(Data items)
//! SPC Day 1 convective outlook lookups.
//!
//! The outlook polygons are served by the NOAA ArcGIS map service. A point
//! query against one layer returns every polygon containing the point; the
//! polygons are nested (a SLGT area lies inside MRGL, which lies inside
//! TSTM), so the reading at the point is the largest `dn` returned.

use std::cmp::Ordering;
use std::fmt;

use reqwest::blocking::Client;
use serde::Deserialize;
use url::Url;

use super::error::{FetchError, Result};
use super::http;
use crate::config::Location;

/// Map service layers queried by the dashboard.
#[derive(Debug, Clone, Copy, PartialEq, Eq, Hash)]
pub enum OutlookLayer {
    Day1Categorical,
    Day1Tornado,
    Day1Hail,
    Day1Wind,
}

impl OutlookLayer {
    /// Every layer, in display order.
    pub const ALL: [Self; 4] = [
        Self::Day1Categorical,
        Self::Day1Tornado,
        Self::Day1Wind,
        Self::Day1Hail,
    ];

    /// Layer id inside the `SPC_wx_outlks` map service.
    #[must_use]
    pub const fn layer_id(self) -> u8 {
        match self {
            Self::Day1Categorical => 1,
            Self::Day1Tornado => 3,
            Self::Day1Hail => 5,
            Self::Day1Wind => 7,
        }
    }

    /// Lowercase name, also used as the product key of the matching map.
    #[must_use]
    pub const fn common_name(self) -> &'static str {
        match self {
            Self::Day1Categorical => "categorical",
            Self::Day1Tornado => "tornado",
            Self::Day1Hail => "hail",
            Self::Day1Wind => "wind",
        }
    }

    #[must_use]
    pub const fn title(self) -> &'static str {
        match self {
            Self::Day1Categorical => "Categorical",
            Self::Day1Tornado => "Tornado",
            Self::Day1Hail => "Hail",
            Self::Day1Wind => "Wind",
        }
    }

    #[must_use]
    pub const fn is_probabilistic(self) -> bool {
        !matches!(self, Self::Day1Categorical)
    }

    /// Interprets a raw `dn` value for this layer.
    #[must_use]
    pub fn reading(self, dn: u32) -> RiskReading {
        if self.is_probabilistic() {
            RiskReading::Probability(u8::try_from(dn.min(100)).unwrap_or(100))
        } else {
            RiskReading::Categorical(CategoricalRisk::from_dn(dn))
        }
    }
}

impl fmt::Display for OutlookLayer {
    fn fmt(&self, f: &mut fmt::Formatter<'_>) -> fmt::Result {
        f.write_str(self.title())
    }
}

/// SPC categorical outlook levels, ordered by severity.
///
/// Unrecognized codes sort below [`CategoricalRisk::None`].
#[derive(Debug, Clone, Copy, PartialEq, Eq, Hash)]
pub enum CategoricalRisk {
    None,
    /// General thunderstorms.
    Thunder,
    Marginal,
    Slight,
    Enhanced,
    Moderate,
    High,
    /// A code this build does not know about.
    Other(u32),
}

impl CategoricalRisk {
    #[must_use]
    pub const fn from_dn(dn: u32) -> Self {
        match dn {
            0 => Self::None,
            2 => Self::Thunder,
            3 => Self::Marginal,
            4 => Self::Slight,
            5 => Self::Enhanced,
            6 => Self::Moderate,
            8 => Self::High,
            other => Self::Other(other),
        }
    }

    /// SPC abbreviation, e.g. `SLGT`.
    #[must_use]
    pub fn label(self) -> String {
        match self {
            Self::None => "NONE".to_string(),
            Self::Thunder => "TSTM".to_string(),
            Self::Marginal => "MRGL".to_string(),
            Self::Slight => "SLGT".to_string(),
            Self::Enhanced => "ENH".to_string(),
            Self::Moderate => "MDT".to_string(),
            Self::High => "HIGH".to_string(),
            Self::Other(dn) => format!("DN{dn}"),
        }
    }

    /// Severity rank used for ordering.
    const fn rank(self) -> (u8, u32) {
        match self {
            Self::Other(dn) => (0, dn),
            Self::None => (1, 0),
            Self::Thunder => (2, 0),
            Self::Marginal => (3, 0),
            Self::Slight => (4, 0),
            Self::Enhanced => (5, 0),
            Self::Moderate => (6, 0),
            Self::High => (7, 0),
        }
    }

    #[must_use]
    pub const fn description(self) -> &'static str {
        match self {
            Self::None => "No severe thunderstorms expected",
            Self::Thunder => "General thunderstorms",
            Self::Marginal => "Marginal risk: isolated severe storms possible",
            Self::Slight => "Slight risk: scattered severe storms possible",
            Self::Enhanced => "Enhanced risk: numerous severe storms possible",
            Self::Moderate => "Moderate risk: widespread severe storms likely",
            Self::High => "High risk: widespread severe storms expected",
            Self::Other(_) => "Unrecognized outlook category",
        }
    }
}

impl Ord for CategoricalRisk {
    fn cmp(&self, other: &Self) -> Ordering {
        self.rank().cmp(&other.rank())
    }
}

impl PartialOrd for CategoricalRisk {
    fn partial_cmp(&self, other: &Self) -> Option<Ordering> {
        Some(self.cmp(other))
    }
}

/// Value of one layer at the configured point.
///
/// Readings of the same kind compare by severity; a categorical reading and
/// a probability are not comparable.
#[derive(Debug, Clone, Copy, PartialEq, Eq)]
pub enum RiskReading {
    Categorical(CategoricalRisk),
    /// Probability of the hazard within 25 miles, in percent.
    Probability(u8),
}

impl RiskReading {
    /// Short display label: `NONE`, `SLGT`, `0%`, `15%`.
    #[must_use]
    pub fn label(self) -> String {
        match self {
            Self::Categorical(risk) => risk.label(),
            Self::Probability(p) => format!("{p}%"),
        }
    }

    /// Whether any risk is present at all.
    #[must_use]
    pub fn is_none(self) -> bool {
        matches!(
            self,
            Self::Categorical(CategoricalRisk::None) | Self::Probability(0)
        )
    }
}

impl PartialOrd for RiskReading {
    fn partial_cmp(&self, other: &Self) -> Option<Ordering> {
        match (self, other) {
            (Self::Categorical(a), Self::Categorical(b)) => Some(a.cmp(b)),
            (Self::Probability(a), Self::Probability(b)) => Some(a.cmp(b)),
            _ => None,
        }
    }
}

impl fmt::Display for RiskReading {
    fn fmt(&self, f: &mut fmt::Formatter<'_>) -> fmt::Result {
        f.write_str(&self.label())
    }
}

#[derive(Debug, Deserialize)]
struct QueryResponse {
    #[serde(default)]
    features: Vec<Feature>,
    error: Option<ServiceError>,
}

#[derive(Debug, Deserialize)]
struct ServiceError {
    code: i64,
    #[serde(default)]
    message: String,
}

#[derive(Debug, Deserialize)]
struct Feature {
    attributes: Attributes,
}

#[derive(Debug, Deserialize)]
struct Attributes {
    dn: Option<i64>,
}

/// Builds the point query URL for `layer` at `location`.
///
/// # Errors
///
/// Returns an error if `base` is not a valid URL.
pub fn query_url(base: &str, layer: OutlookLayer, location: &Location) -> Result<Url> {
    let mut url = Url::parse(&format!(
        "{}/{}/query",
        base.trim_end_matches('/'),
        layer.layer_id()
    ))?;
    url.query_pairs_mut()
        .append_pair("f", "json")
        .append_pair(
            "geometry",
            &format!("{},{}", location.longitude, location.latitude),
        )
        .append_pair("geometryType", "esriGeometryPoint")
        .append_pair("inSR", "4326")
        .append_pair("spatialRel", "esriSpatialRelIntersects")
        .append_pair("outFields", "*")
        .append_pair("returnGeometry", "false");
    Ok(url)
}

/// Extracts the highest `dn` from a query response; 0 when nothing intersects.
///
/// # Errors
///
/// Returns [`FetchError::Service`] when the service embeds an error object
/// and [`FetchError::Json`] when the body is not a query response.
pub fn parse_response(body: &str) -> Result<u32> {
    let response: QueryResponse = serde_json::from_str(body)?;

    if let Some(err) = response.error {
        return Err(FetchError::Service {
            code: err.code,
            message: err.message,
        });
    }

    Ok(response
        .features
        .iter()
        .filter_map(|f| f.attributes.dn)
        .filter_map(|dn| u32::try_from(dn).ok())
        .max()
        .unwrap_or(0))
}

/// Queries one outlook layer at `location`.
///
/// # Errors
///
/// Propagates transport, status and parse failures after retries.
pub fn fetch_risk(
    client: &Client,
    base: &str,
    layer: OutlookLayer,
    location: &Location,
) -> Result<RiskReading> {
    let url = query_url(base, layer, location)?;
    let dn = http::with_retry(layer.common_name(), || {
        let body = http::get_text(client, &url)?;
        parse_response(&body)
    })?;
    tracing::info!(layer = layer.common_name(), dn, "outlook layer fetched");
    Ok(layer.reading(dn))
}

#[cfg(test)]
mod tests {
    use super::*;

    #[test]
    fn test_layer_ids() {
        assert_eq!(OutlookLayer::Day1Categorical.layer_id(), 1);
        assert_eq!(OutlookLayer::Day1Tornado.layer_id(), 3);
        assert_eq!(OutlookLayer::Day1Hail.layer_id(), 5);
        assert_eq!(OutlookLayer::Day1Wind.layer_id(), 7);
    }

    #[test]
    fn test_query_url_contains_point() {
        let url = query_url(
            "https://example.test/MapServer/",
            OutlookLayer::Day1Tornado,
            &Location::default(),
        )
        .unwrap();
        assert_eq!(url.path(), "/MapServer/3/query");

        let pairs: Vec<(String, String)> = url
            .query_pairs()
            .map(|(k, v)| (k.into_owned(), v.into_owned()))
            .collect();
        assert!(pairs.contains(&("geometry".into(), "-86.6018,34.7382".into())));
        assert!(pairs.contains(&("inSR".into(), "4326".into())));
        assert!(pairs.contains(&("f".into(), "json".into())));
    }

    #[test]
    fn test_parse_no_features_is_zero() {
        let body = r#"{"displayFieldName":"dn","features":[]}"#;
        assert_eq!(parse_response(body).unwrap(), 0);
    }

    #[test]
    fn test_parse_takes_max_of_nested_polygons() {
        let body = r#"{
            "features": [
                {"attributes": {"dn": 2, "label": "TSTM"}},
                {"attributes": {"dn": 4, "label": "SLGT"}},
                {"attributes": {"dn": 3, "label": "MRGL"}}
            ]
        }"#;
        assert_eq!(parse_response(body).unwrap(), 4);
    }

    #[test]
    fn test_parse_ignores_null_dn() {
        let body = r#"{"features": [{"attributes": {"dn": null}}, {"attributes": {"dn": 5}}]}"#;
        assert_eq!(parse_response(body).unwrap(), 5);
    }

    #[test]
    fn test_parse_service_error() {
        let body = r#"{"error": {"code": 400, "message": "Unable to complete operation.", "details": []}}"#;
        match parse_response(body) {
            Err(FetchError::Service { code, message }) => {
                assert_eq!(code, 400);
                assert_eq!(message, "Unable to complete operation.");
            }
            other => panic!("expected service error, got {other:?}"),
        }
    }

    #[test]
    fn test_parse_garbage_is_json_error() {
        assert!(matches!(
            parse_response("<html>maintenance</html>"),
            Err(FetchError::Json(_))
        ));
    }

    #[test]
    fn test_categorical_codes() {
        assert_eq!(CategoricalRisk::from_dn(0), CategoricalRisk::None);
        assert_eq!(CategoricalRisk::from_dn(2), CategoricalRisk::Thunder);
        assert_eq!(CategoricalRisk::from_dn(5), CategoricalRisk::Enhanced);
        assert_eq!(CategoricalRisk::from_dn(8), CategoricalRisk::High);
        assert_eq!(CategoricalRisk::from_dn(7), CategoricalRisk::Other(7));
        assert!(CategoricalRisk::Moderate > CategoricalRisk::Slight);
    }

    #[test]
    fn test_reading_labels() {
        assert_eq!(OutlookLayer::Day1Categorical.reading(0).label(), "NONE");
        assert_eq!(OutlookLayer::Day1Categorical.reading(4).label(), "SLGT");
        assert_eq!(OutlookLayer::Day1Tornado.reading(0).label(), "0%");
        assert_eq!(OutlookLayer::Day1Hail.reading(15).label(), "15%");
        assert!(OutlookLayer::Day1Wind.reading(0).is_none());
        assert!(!OutlookLayer::Day1Wind.reading(5).is_none());
    }

    #[test]
    fn test_categorical_severity_order() {
        let ladder = [2, 3, 4, 5, 6, 8].map(CategoricalRisk::from_dn);
        assert!(ladder.windows(2).all(|w| w[0] < w[1]));
        assert!(CategoricalRisk::None < CategoricalRisk::Thunder);
        assert!(CategoricalRisk::Other(1) < CategoricalRisk::None);
        assert!(CategoricalRisk::Other(9) < CategoricalRisk::High);
        assert!(CategoricalRisk::Other(1) < CategoricalRisk::Other(7));
        assert_eq!(
            [2, 8, 0, 4].map(CategoricalRisk::from_dn).into_iter().max(),
            Some(CategoricalRisk::High)
        );
    }

    #[test]
    fn test_reading_order() {
        let slight = RiskReading::Categorical(CategoricalRisk::Slight);
        let moderate = RiskReading::Categorical(CategoricalRisk::Moderate);
        assert!(slight < moderate);
        assert!(RiskReading::Probability(5) < RiskReading::Probability(30));
        assert!(RiskReading::Probability(0) < RiskReading::Probability(2));
        assert_eq!(slight.partial_cmp(&RiskReading::Probability(5)), None);
        assert_eq!(RiskReading::Probability(5).partial_cmp(&moderate), None);
    }
}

▶ **Directions for this task**
Out of the entries above, write out only the lines between the line holding "risk: scattered severe" and the line holding "impl Ord for", inclusive, each exactly as given.

▶ **Completed task**
            Self::Slight => "Slight risk: scattered severe storms possible",
            Self::Enhanced => "Enhanced risk: numerous severe storms possible",
            Self::Moderate => "Moderate risk: widespread severe storms likely",
            Self::High => "High risk: widespread severe storms expected",
            Self::Other(_) => "Unrecognized outlook category",
        }
    }
}

impl Ord for CategoricalRisk {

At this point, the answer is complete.